■ Directions
Below are several records. Retype exactly those lines running from the one with "impl fmt::Debug for" through the one with "pub fn expires_in(ttl: Duration)", end lines included, and no others.

Items from a dataset
// Cloud Bucket - uniform object storage access
// Copyright (C) 2025 Cloud Bucket Contributors
//
// This program is free software: you can redistribute it and/or modify
// it under the terms of the GNU Affero General Public License as published
// by the Free Software Foundation, either version 3 of the License, or
// (at your option) any later version.
//
// This program is distributed in the hope that it will be useful,
// but WITHOUT ANY WARRANTY; without even the implied warranty of
// MERCHANTABILITY or FITNESS FOR A PARTICULAR PURPOSE. See the
// GNU Affero General Public License for more details.

//! Signing scheme selection and per-request options

use crate::error::SignError;
use std::fmt;
use std::str::FromStr;
use std::time::{Duration, SystemTime, UNIX_EPOCH};

/// How a URL gets signed
///
/// Parsed from the backend tag the URL belongs to:
///
/// | Tag              | Scheme        |
/// |------------------|---------------|
/// | `s3`             | `Policy`      |
/// | `gs`             | `Hmac`        |
/// | `minio`, `none`  | `Passthrough` |
#[derive(Debug, Clone, Copy, PartialEq, Eq, Hash)]
pub enum SigningScheme {
    /// CloudFront-style custom policy signed with RSA-SHA1
    Policy,
    /// Cloud CDN-style HMAC-SHA1 over the URL
    Hmac,
    /// URLs are returned unchanged
    Passthrough,
}

impl SigningScheme {
    /// Backend tag of the scheme
    pub fn as_str(&self) -> &'static str {
        match self {
            SigningScheme::Policy => "s3",
            SigningScheme::Hmac => "gs",
            SigningScheme::Passthrough => "none",
        }
    }
}

impl FromStr for SigningScheme {
    type Err = SignError;

    fn from_str(s: &str) -> Result<Self, Self::Err> {
        match s {
            "s3" => Ok(SigningScheme::Policy),
            "gs" => Ok(SigningScheme::Hmac),
            "minio" | "none" => Ok(SigningScheme::Passthrough),
            other => Err(SignError::UnsupportedSigningScheme(other.to_string())),
        }
    }
}

impl fmt::Display for SigningScheme {
    fn fmt(&self, f: &mut fmt::Formatter<'_>) -> fmt::Result {
        f.write_str(self.as_str())
    }
}

/// Options of one signing request
#[derive(Clone, PartialEq, Eq)]
pub struct SignUrlOptions {
    /// Signing scheme
    pub scheme: SigningScheme,
    /// Expiry as seconds since the Unix epoch
    pub expires: u64,
    /// Key pair ID (policy) or key name (HMAC)
    pub key_name: String,
    /// PEM private key (policy) or base64 shared secret (HMAC)
    pub key: String,
}

impl SignUrlOptions {
    /// Options expiring one hour from now
    pub fn new(scheme: SigningScheme, key_name: impl Into<String>, key: impl Into<String>) -> Self {
        SignUrlOptions {
            scheme,
            expires: expires_in(Duration::from_secs(3600)),
            key_name: key_name.into(),
            key: key.into(),
        }
    }

    /// Expire at an absolute epoch second
    pub fn expires_at(mut self, epoch_secs: u64) -> Self {
        self.expires = epoch_secs;
        self
    }

    /// Expire `ttl` from now
    pub fn expires_in(mut self, ttl: Duration) -> Self {
        self.expires = expires_in(ttl);
        self
    }
}

impl fmt::Debug for SignUrlOptions {
    fn fmt(&self, f: &mut fmt::Formatter<'_>) -> fmt::Result {
        f.debug_struct("SignUrlOptions")
            .field("scheme", &self.scheme)
            .field("expires", &self.expires)
            .field("key_name", &self.key_name)
            .field("key", &"***")
            .finish()
    }
}

/// Epoch second `ttl` from now
pub fn expires_in(ttl: Duration) -> u64 {
    let now = SystemTime::now()
        .duration_since(UNIX_EPOCH)
        .unwrap_or_default();
    (now + ttl).as_secs()
}

#[cfg(test)]
mod tests {
    use super::*;

    #[test]
    fn test_scheme_from_tag() {
        assert_eq!("s3".parse::<SigningScheme>().unwrap(), SigningScheme::Policy);
        assert_eq!("gs".parse::<SigningScheme>().unwrap(), SigningScheme::Hmac);
        assert_eq!("minio".parse::<SigningScheme>().unwrap(), SigningScheme::Passthrough);
        assert_eq!("none".parse::<SigningScheme>().unwrap(), SigningScheme::Passthrough);
    }

    #[test]
    fn test_unknown_scheme() {
        let err = "azure".parse::<SigningScheme>().unwrap_err();
        assert!(matches!(err, SignError::UnsupportedSigningScheme(ref tag) if tag == "azure"));
    }

    #[test]
    fn test_expires_in_is_in_the_future() {
        let now = SystemTime::now().duration_since(UNIX_EPOCH).unwrap().as_secs();
        let expires = expires_in(Duration::from_secs(60));
        assert!(expires >= now + 59 && expires <= now + 61);
    }

    #[test]
    fn test_debug_masks_key() {
        let opts = SignUrlOptions::new(SigningScheme::Hmac, "my-key", "c2VjcmV0");
        let debug = format!("{:?}", opts);
        assert!(debug.contains("my-key"));
        assert!(!debug.contains("c2VjcmV0"));
    }
}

■ Answer below
impl fmt::Debug for SignUrlOptions {
    fn fmt(&self, f: &mut fmt::Formatter<'_>) -> fmt::Result {
        f.debug_struct("SignUrlOptions")
            .field("scheme", &self.scheme)
            .field("expires", &self.expires)
            .field("key_name", &self.key_name)
            .field("key", &"***")
            .finish()
    }
}

/// Epoch second `ttl` from now
pub fn expires_in(ttl: Duration) -> u64 {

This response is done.